2. Préparez Votre Base Financière : Travaillez votre crédit, épargnez pour un apport, et analysez votre dette/ratio de revenus. Considérez le house hacking comme l’outil n°1 pour démarrer et réduire vos dépenses.

3. Ciblez les Petites Multi-Familles : Concentrez vos recherches sur les duplex, triplex et quadruplex dans des quartiers « B » avec une demande locative stable. Calculez le cash-flow après provision (15% minimum).

4. Adoptez la Stratégie du Classeur : Dès votre premier locataire, préparez une étude de marché comparative. À la reconduction du bail, utilisez-la pour une discussion collaborative sur le loyer.

5. Systématisez et Déléguez : Créez des processus pour la sélection des locataires, les entrées/sorties et la maintenance. Budgetez pour un bon gestionnaire de propriété dès que possible.

6. Achetez avec Discipline, Pas avec Émotion : Fixez vos critères d’achat (cash-flow minimum, état du bien) et ne les violez pas. N’attendez pas le « moment parfait », agissez selon votre plan, en ignorant le bruit médiatique.

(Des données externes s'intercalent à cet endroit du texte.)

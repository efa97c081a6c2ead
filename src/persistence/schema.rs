use std::fmt::Display;
use std::str::FromStr;

use indexmap::IndexMap;
use serde::{Deserialize, Serialize};

use crate::error::RelationError;

/// The declared type of an attribute.
///
/// A value is only ever accepted into a column of exactly its own domain;
/// there is no widening from [`DomainType::Integer`] to [`DomainType::Long`]
/// or from [`DomainType::Float`] to [`DomainType::Double`].
///
/// The declaration order doubles as the order between values of different
/// domains, see [`super::Value`].
#[derive(Debug, Clone, Copy, PartialEq, Eq, PartialOrd, Ord, Hash, Serialize, Deserialize)]
pub enum DomainType {
    Integer,
    Long,
    Short,
    Byte,
    Double,
    Float,
    Character,
    String,
}

impl DomainType {
    pub const ALL: [DomainType; 8] = [
        DomainType::Integer,
        DomainType::Long,
        DomainType::Short,
        DomainType::Byte,
        DomainType::Double,
        DomainType::Float,
        DomainType::Character,
        DomainType::String,
    ];

    pub fn name(&self) -> &'static str {
        match self {
            DomainType::Integer => "Integer",
            DomainType::Long => "Long",
            DomainType::Short => "Short",
            DomainType::Byte => "Byte",
            DomainType::Double => "Double",
            DomainType::Float => "Float",
            DomainType::Character => "Character",
            DomainType::String => "String",
        }
    }
}

impl Display for DomainType {
    fn fmt(&self, f: &mut std::fmt::Formatter<'_>) -> std::fmt::Result {
        write!(f, "{}", self.name())
    }
}

impl FromStr for DomainType {
    type Err = RelationError;

    fn from_str(s: &str) -> Result<Self, Self::Err> {
        DomainType::ALL
            .iter()
            .find(|domain| domain.name() == s)
            .copied()
            .ok_or_else(|| {
                RelationError::InvalidDefinition(format!("invalid datatype {}: not supported", s))
            })
    }
}

/// Ordered attribute names with their domains.
///
/// Backed by an [`IndexMap`] so the column order is the insertion order and
/// names stay unique.
#[derive(Debug, Clone, PartialEq, Eq, Serialize, Deserialize)]
pub struct Schema(IndexMap<String, DomainType>);

impl Schema {
    pub fn new(columns: Vec<(String, DomainType)>) -> Result<Schema, RelationError> {
        //! Create a schema from a vector of attribute names and their
        //! [`DomainType`]s, in column order.
        //!
        //! Fails on an empty column list or a repeated attribute name.

        if columns.is_empty() {
            return Err(RelationError::InvalidDefinition(String::from(
                "0 attributes does not make a schema",
            )));
        }

        let mut schema = IndexMap::with_capacity(columns.len());
        for (name, domain) in columns {
            if schema.contains_key(&name) {
                return Err(RelationError::InvalidDefinition(format!(
                    "duplicate attribute {}",
                    name
                )));
            }
            schema.insert(name, domain);
        }

        Ok(Schema(schema))
    }

    pub fn parse(attributes: &str, domains: &str) -> Result<Schema, RelationError> {
        //! Build a schema from the space-separated forms, e.g.
        //! `"title year"` and `"String Integer"`.

        let names: Vec<&str> = attributes.split_whitespace().collect();
        let domains = domains
            .split_whitespace()
            .map(DomainType::from_str)
            .collect::<Result<Vec<_>, _>>()?;

        if names.len() != domains.len() {
            return Err(RelationError::InvalidDefinition(format!(
                "{} attribute(s) but {} domain(s)",
                names.len(),
                domains.len()
            )));
        }

        Schema::new(
            names
                .into_iter()
                .map(String::from)
                .zip(domains)
                .collect(),
        )
    }

    pub fn get(&self, index: usize) -> Option<(&String, &DomainType)> {
        //! Get the attribute name and its domain at column `index`.

        self.0.get_index(index)
    }

    pub fn position(&self, attribute: &str) -> Option<usize> {
        self.0.get_index_of(attribute)
    }

    pub fn contains(&self, attribute: &str) -> bool {
        self.0.contains_key(attribute)
    }

    pub fn names(&self) -> impl Iterator<Item = &String> {
        self.0.keys()
    }

    pub fn domains(&self) -> impl Iterator<Item = &DomainType> {
        self.0.values()
    }

    pub fn iter(&self) -> impl Iterator<Item = (&String, &DomainType)> {
        self.0.iter()
    }

    pub fn len(&self) -> usize {
        self.0.len()
    }

    pub fn is_empty(&self) -> bool {
        self.0.is_empty()
    }
}

impl Display for Schema {
    fn fmt(&self, f: &mut std::fmt::Formatter<'_>) -> std::fmt::Result {
        let schema: Vec<String> = self
            .0
            .iter()
            .map(|(name, domain)| format!("{} ({})", name, domain))
            .collect();
        write!(f, "{}", schema.join(" | "))
    }
}

#[cfg(test)]
mod tests {
    use super::*;

    #[test]
    fn parses_space_separated_definition() {
        let schema = Schema::parse("title year", "String Integer").unwrap();

        assert_eq!(schema.len(), 2);
        assert_eq!(schema.position("year"), Some(1));
        assert_eq!(schema.get(0), Some((&"title".to_string(), &DomainType::String)));
    }

    #[test]
    fn rejects_unknown_domain() {
        assert!(Schema::parse("id", "Decimal").is_err());
    }

    #[test]
    fn rejects_duplicate_attribute() {
        assert!(Schema::parse("id id", "Integer Integer").is_err());
    }

    #[test]
    fn rejects_count_disagreement() {
        assert!(Schema::parse("id name", "Integer").is_err());
    }

    #[test]
    fn domain_names_round_trip() {
        for domain in DomainType::ALL {
            assert_eq!(domain.name().parse::<DomainType>().unwrap(), domain);
        }
    }
}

7. Capitalisez Religieusement : Dès la première rentrée de loyer, automatisez un virement de 15% vers un compte dédié aux réparations et vacances. Ne touchez jamais à ce fonds pour autre chose.

En suivant ces étapes, vous construirez progressivement un portefeuille résilient et générateur de liberté, à l’image de celui de Deon.

L’aventure de Deon McNeely est bien plus qu’un simple succès immobilier ; c’est une démonstration magistrale que la liberté financière n’est pas une question de quantité d’actifs, mais de qualité de stratégie. En rejetant les dogmes, en privilégiant la simplicité et la passivité, et en plaçant la relation humaine avec le locataire au cœur de son modèle, il a construit, avec seulement 18 unités, une machine à revenu passif dépassant les 200 000 $ annuels. Ses leçons sont universelles : agir quand les autres ont peur, systématiser pour gagner du temps, provisionner pour dormir en paix, et toujours chercher l’efficacité plutôt que l’effort. Que vous soyez un investisseur débutant submergé par la complexité apparente du marché, ou un investisseur chevronné en quête d’une approche plus sereine, les « déonismes » offrent un cadre rafraîchissant et puissant. Le chemin vers la liberté ne nécessite pas des centaines de portes, mais une poignée de bonnes portes, gérées avec une intelligence exceptionnelle. Votre prochaine étape ? Écouter l’épisode complet du podcast BiggerPockets avec Deon McNeely, et commencer à appliquer, dès aujourd’hui, un seul de ces principes non conventionnels à votre propre stratégie.